Page last updated at 00:47 GMT, Monday, 2 November 2009

'Hidden killer' asbestos warning

X-ray of a healthy chest, showing the lungs and heart
The campaign aims to raise awareness of how workers can protect themselves

Tradesmen across Scotland have been targeted by a new national campaign warning them to beware of hidden killer - asbestos.

The Health and Safety Executive said every week across Britain about 20 tradesmen die from asbestos-related diseases and the numbers are rising.

The HSE said plumbers, joiners and electricians were most at risk.

Mesothelioma, caused by breathing in asbestos fibres, claimed 2,617 Scottish men's lives between 1981 and 2005.

The campaign aims to raise awareness of the risks posed by asbestos and how workers can best protect themselves.

'Please learn'

John Greig, 78, who lives in Whitburn, worked on railway coaches in Glasgow during the 50s and early 60s, ripping out the asbestos lagging by hand.

Don't be fooled by asbestos, don't be macho. Nothing can make up for your health but you don't realise that when you are young
John Greig
Mesothelioma patient

He was eventually diagnosed with mesothelioma, a terminal cancer of the lungs.

He said: "You just can't do what you'd like to do. I can't fly anymore and I am very tired. I loved walking but now my limit is walking 100 yards very slowly.

"You get annoyed at yourself because you can't do what you used to do. But you've got to make light of it. You can't let it get to you."

John warned today's tradesmen: "Asbestos is something you don't see and it took me 40 years before I displayed symptoms and discovered I had mesothelioma. Please learn from my story.

"Don't be fooled by asbestos, don't be macho.

"Nothing can make up for your health but you don't realise that when you are young. Be careful, use the correct equipment and remember the dangers."

Anyone working on a building that was built or refurbished before the year 2000 could be exposed to asbestos without knowing it.

'Industrial killer'

In the UK, about 500,000 non-domestic buildings contain asbestos.

Greg Haywood is the head of HSE's Asbestos Licensing Unit, based in Edinburgh.

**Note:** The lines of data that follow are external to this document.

//! Tests for CLI argument parsing.

use std::path::PathBuf;

use clap::Parser;

use super::cli::{Cli, Command};

mod parsing {
    use super::*;

    #[test]
    fn parse_rates_without_options() {
        let cli = Cli::parse_from_iter(["bitpapa-pay", "rates"]);

        assert_eq!(cli.command, Command::Rates);
        assert!(cli.token.is_none());
        assert!(cli.base_url.is_none());
        assert!(!cli.verbose);
    }

    #[test]
    fn global_options_before_subcommand() {
        let cli = Cli::parse_from_iter([
            "bitpapa-pay",
            "--token",
            "tok",
            "--base-url",
            "https://sandbox.bitpapa.test",
            "--timeout",
            "5",
            "-v",
            "transactions",
        ]);

        assert_eq!(cli.token.as_deref(), Some("tok"));
        assert_eq!(cli.base_url.as_deref(), Some("https://sandbox.bitpapa.test"));
        assert_eq!(cli.timeout, Some(5));
        assert!(cli.verbose);
    }

    #[test]
    fn global_options_after_subcommand() {
        let cli = Cli::parse_from_iter([
            "bitpapa-pay",
            "invoices",
            "--token",
            "tok",
            "--config",
            "custom.toml",
        ]);

        assert_eq!(cli.token.as_deref(), Some("tok"));
        assert_eq!(cli.config, Some(PathBuf::from("custom.toml")));
    }

    #[test]
    fn user_agent_override() {
        let cli = Cli::parse_from_iter(["bitpapa-pay", "--user-agent", "shop/2.0", "rates"]);

        assert_eq!(cli.user_agent.as_deref(), Some("shop/2.0"));
    }

    #[test]
    fn missing_subcommand_is_rejected() {
        let result = Cli::try_parse_from(["bitpapa-pay", "--token", "tok"]);

        assert!(result.is_err());
    }

    #[test]
    fn non_numeric_timeout_is_rejected() {
        let result = Cli::try_parse_from(["bitpapa-pay", "--timeout", "soon", "rates"]);

        assert!(result.is_err());
    }
}

mod subcommands {
    use super::*;

    #[test]
    fn init_defaults_output_path() {
        let cli = Cli::parse_from_iter(["bitpapa-pay", "init"]);

        assert!(cli.is_init());
        assert_eq!(
            cli.command,
            Command::Init {
                output: PathBuf::from("bitpapa-pay.toml")
            }
        );
    }

    #[test]
    fn init_with_custom_output() {
        let cli = Cli::parse_from_iter(["bitpapa-pay", "init", "-o", "custom.toml"]);

        assert_eq!(
            cli.command,
            Command::Init {
                output: PathBuf::from("custom.toml")
            }
        );
    }

    #[test]
    fn fees_filters() {
        let cli = Cli::parse_from_iter(["bitpapa-pay", "fees", "--currency", "USDT"]);

        assert_eq!(
            cli.command,
            Command::Fees {
                currency: Some("USDT".to_string()),
                network: None,
            }
        );
    }

    #[test]
    fn create_address_positionals_and_label() {
        let cli = Cli::parse_from_iter([
            "bitpapa-pay",
            "create-address",
            "USDT",
            "TRC20",
            "--label",
            "shop",
        ]);

        assert_eq!(
            cli.command,
            Command::CreateAddress {
                currency: "USDT".to_string(),
                network: "TRC20".to_string(),
                label: Some("shop".to_string()),
            }
        );
    }

    #[test]
    fn transactions_of_one_address() {
        let cli = Cli::parse_from_iter(["bitpapa-pay", "transactions", "--address", "a1"]);

        assert_eq!(
            cli.command,
            Command::Transactions {
                address: Some("a1".to_string())
            }
        );
    }

    #[test]
    fn invoices_paging() {
        let cli = Cli::parse_from_iter(["bitpapa-pay", "invoices", "--page", "2", "--per-page", "50"]);

        assert_eq!(
            cli.command,
            Command::Invoices {
                page: Some(2),
                per_page: Some(50),
            }
        );
    }

    #[test]
    fn create_invoice_with_reference() {
        let cli = Cli::parse_from_iter([
            "bitpapa-pay",
            "create-invoice",
            "12.5",
            "USDT",
            "--merchant-invoice-id",
            "order-1",
        ]);

        assert_eq!(
            cli.command,
            Command::CreateInvoice {
                amount: 12.5,
                currency: "USDT".to_string(),
                merchant_invoice_id: Some("order-1".to_string()),
                description: None,
            }
        );
    }

    #[test]
    fn public_invoices() {
        let cli = Cli::parse_from_iter(["bitpapa-pay", "public-invoices"]);

        assert_eq!(cli.command, Command::PublicInvoices);
    }
}

mod token_requirement {
    use super::*;

    #[test]
    fn init_and_rates_do_not_need_a_token() {
        assert!(!Cli::parse_from_iter(["bitpapa-pay", "init"]).command.requires_token());
        assert!(!Cli::parse_from_iter(["bitpapa-pay", "rates"]).command.requires_token());
    }

    #[test]
    fn account_commands_need_a_token() {
        for args in [
            vec!["bitpapa-pay", "fees"],
            vec!["bitpapa-pay", "addresses"],
            vec!["bitpapa-pay", "transactions"],
            vec!["bitpapa-pay", "invoices"],
            vec!["bitpapa-pay", "public-invoices"],
        ] {
            let cli = Cli::parse_from_iter(args.clone());
            assert!(cli.command.requires_token(), "{args:?}");
        }
    }
}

He said: "Asbestos is Britain's biggest industrial killer and remains a very real threat to workers in Scotland.

"Contrary to what many people believe, the risks are not a thing of the past. Asbestos-related illnesses claim the lives of 4,000 people every year ? more than die in road accidents.

"The most simple, but important, advice is if you are not 100% certain that there is no asbestos where you are working, then don't start work. It is not worth the risk."

The campaign is being supported by unions, employers' representatives, health charities, sufferers and victims groups.